- [Supplied information]
==================================================

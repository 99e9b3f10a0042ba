//! Domain model structs persisted in the SQLite database.
//!
//! Every struct derives `Serialize` and `Deserialize` with camelCase field
//! names so it can be handed directly to the HTTP layer.

use chrono::{DateTime, SubsecRound, Utc};
use proctor_shared::conflict::{TimeWindow, Window};
use proctor_shared::{ExamStatus, ResourceType, Role};
use serde::{Deserialize, Serialize};
use uuid::Uuid;

/// Current time at the precision the store keeps, so freshly built records
/// compare equal to what reading them back returns.
pub fn now() -> DateTime<Utc> {
    Utc::now().trunc_subsecs(3)
}

// ---------------------------------------------------------------------------
// User
// ---------------------------------------------------------------------------

/// A person known to the scheduler, mirrored from the identity provider.
#[derive(Debug, Clone, Serialize, Deserialize, PartialEq, Eq)]
#[serde(rename_all = "camelCase")]
pub struct User {
    pub id: Uuid,
    /// Subject identifier issued by the identity provider. Never changes.
    pub external_id: String,
    pub email: String,
    pub first_name: String,
    pub last_name: String,
    pub role: Role,
    pub created_at: DateTime<Utc>,
    pub updated_at: DateTime<Utc>,
}

impl User {
    pub fn new(
        external_id: impl Into<String>,
        email: impl Into<String>,
        first_name: impl Into<String>,
        last_name: impl Into<String>,
        role: Role,
    ) -> Self {
        let stamp = now();
        Self {
            id: Uuid::new_v4(),
            external_id: external_id.into(),
            email: email.into(),
            first_name: first_name.into(),
            last_name: last_name.into(),
            role,
            created_at: stamp,
            updated_at: stamp,
        }
    }
}

// ---------------------------------------------------------------------------
// Course
// ---------------------------------------------------------------------------

#[derive(Debug, Clone, Serialize, Deserialize, PartialEq, Eq)]
#[serde(rename_all = "camelCase")]
pub struct Course {
    pub id: Uuid,
    /// Catalog code, e.g. `CS101`. Unique.
    pub code: String,
    pub name: String,
    pub department: String,
    pub created_at: DateTime<Utc>,
    pub updated_at: DateTime<Utc>,
}

impl Course {
    pub fn new(code: impl Into<String>, name: impl Into<String>, department: impl Into<String>) -> Self {
        let stamp = now();
        Self {
            id: Uuid::new_v4(),
            code: code.into(),
            name: name.into(),
            department: department.into(),
            created_at: stamp,
            updated_at: stamp,
        }
    }
}

// ---------------------------------------------------------------------------
// Room
// ---------------------------------------------------------------------------

/// An exam venue. `(building, number)` is unique.
#[derive(Debug, Clone, Serialize, Deserialize, PartialEq, Eq)]
#[serde(rename_all = "camelCase")]
pub struct Room {
    pub id: Uuid,
    pub building: String,
    pub number: String,
    pub capacity: i64,
    pub created_at: DateTime<Utc>,
    pub updated_at: DateTime<Utc>,
}

impl Room {
    pub fn new(building: impl Into<String>, number: impl Into<String>, capacity: i64) -> Self {
        let stamp = now();
        Self {
            id: Uuid::new_v4(),
            building: building.into(),
            number: number.into(),
            capacity,
            created_at: stamp,
            updated_at: stamp,
        }
    }

    /// `"Main Building, Room 101"`
    pub fn label(&self) -> String {
        format!("{}, Room {}", self.building, self.number)
    }
}

// ---------------------------------------------------------------------------
// Exam
// ---------------------------------------------------------------------------

/// A sitting of one course's exam. `start_time < end_time` always holds for
/// stored exams.
#[derive(Debug, Clone, Serialize, Deserialize, PartialEq, Eq)]
#[serde(rename_all = "camelCase")]
pub struct Exam {
    pub id: Uuid,
    pub course_id: Uuid,
    pub room_id: Option<Uuid>,
    pub start_time: DateTime<Utc>,
    pub end_time: DateTime<Utc>,
    pub status: ExamStatus,
    pub created_at: DateTime<Utc>,
    pub updated_at: DateTime<Utc>,
}

impl Exam {
    pub fn new(course_id: Uuid, room_id: Option<Uuid>, window: Window, status: ExamStatus) -> Self {
        let stamp = now();
        Self {
            id: Uuid::new_v4(),
            course_id,
            room_id,
            start_time: window.start_time.trunc_subsecs(3),
            end_time: window.end_time.trunc_subsecs(3),
            status,
            created_at: stamp,
            updated_at: stamp,
        }
    }

    pub fn window(&self) -> Window {
        Window::new(self.start_time, self.end_time)
    }
}

impl TimeWindow for Exam {
    fn starts_at(&self) -> DateTime<Utc> {
        self.start_time
    }

    fn ends_at(&self) -> DateTime<Utc> {
        self.end_time
    }
}

// ---------------------------------------------------------------------------
// Enrollment
// ---------------------------------------------------------------------------

/// A student taking a course in a semester. `(user_id, course_id, semester)`
/// is unique.
#[derive(Debug, Clone, Serialize, Deserialize, PartialEq, Eq)]
#[serde(rename_all = "camelCase")]
pub struct Enrollment {
    pub id: Uuid,
    pub user_id: Uuid,
    pub course_id: Uuid,
    pub semester: String,
    pub created_at: DateTime<Utc>,
    pub updated_at: DateTime<Utc>,
}

impl Enrollment {
    pub fn new(user_id: Uuid, course_id: Uuid, semester: impl Into<String>) -> Self {
        let stamp = now();
        Self {
            id: Uuid::new_v4(),
            user_id,
            course_id,
            semester: semester.into(),
            created_at: stamp,
            updated_at: stamp,
        }
    }
}

// ---------------------------------------------------------------------------
// Study resource
// ---------------------------------------------------------------------------

#[derive(Debug, Clone, Serialize, Deserialize, PartialEq, Eq)]
#[serde(rename_all = "camelCase")]
pub struct StudyResource {
    pub id: Uuid,
    pub course_id: Uuid,
    #[serde(rename = "type")]
    pub resource_type: ResourceType,
    pub title: String,
    pub description: String,
    pub url: String,
    pub created_at: DateTime<Utc>,
    pub updated_at: DateTime<Utc>,
}

impl StudyResource {
    pub fn new(
        course_id: Uuid,
        resource_type: ResourceType,
        title: impl Into<String>,
        description: impl Into<String>,
        url: impl Into<String>,
    ) -> Self {
        let stamp = now();
        Self {
            id: Uuid::new_v4(),
            course_id,
            resource_type,
            title: title.into(),
            description: description.into(),
            url: url.into(),
            created_at: stamp,
            updated_at: stamp,
        }
    }
}

// ---------------------------------------------------------------------------
// Learning preference
// ---------------------------------------------------------------------------

#[derive(Debug, Clone, Serialize, Deserialize, PartialEq, Eq)]
#[serde(rename_all = "camelCase")]
pub struct LearningPreference {
    pub id: Uuid,
    pub user_id: Uuid,
    pub preferred_type: ResourceType,
    /// Minutes per study session.
    pub study_duration: i64,
    pub created_at: DateTime<Utc>,
    pub updated_at: DateTime<Utc>,
}

impl LearningPreference {
    pub fn new(user_id: Uuid, preferred_type: ResourceType, study_duration: i64) -> Self {
        let stamp = now();
        Self {
            id: Uuid::new_v4(),
            user_id,
            preferred_type,
            study_duration,
            created_at: stamp,
            updated_at: stamp,
        }
    }
}

// ---------------------------------------------------------------------------
// Learning recommendation
// ---------------------------------------------------------------------------

/// A study resource suggested to a user. Higher priority sorts first.
#[derive(Debug, Clone, Serialize, Deserialize, PartialEq, Eq)]
#[serde(rename_all = "camelCase")]
pub struct LearningRecommendation {
    pub id: Uuid,
    pub user_id: Uuid,
    pub course_id: Uuid,
    pub resource_id: Uuid,
    pub reason: String,
    pub priority: i64,
    pub completed: bool,
    pub created_at: DateTime<Utc>,
    pub updated_at: DateTime<Utc>,
}

impl LearningRecommendation {
    pub fn new(user_id: Uuid, course_id: Uuid, resource_id: Uuid, reason: impl Into<String>, priority: i64) -> Self {
        let stamp = now();
        Self {
            id: Uuid::new_v4(),
            user_id,
            course_id,
            resource_id,
            reason: reason.into(),
            priority,
            completed: false,
            created_at: stamp,
            updated_at: stamp,
        }
    }
}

==================================================

For every line above that has "number" in it, copy the line.

/// An exam venue. `(building, number)` is unique.
    pub number: String,
    pub fn new(building: impl Into<String>, number: impl Into<String>, capacity: i64) -> Self {
            number: number.into(),
        format!("{}, Room {}", self.building, self.number)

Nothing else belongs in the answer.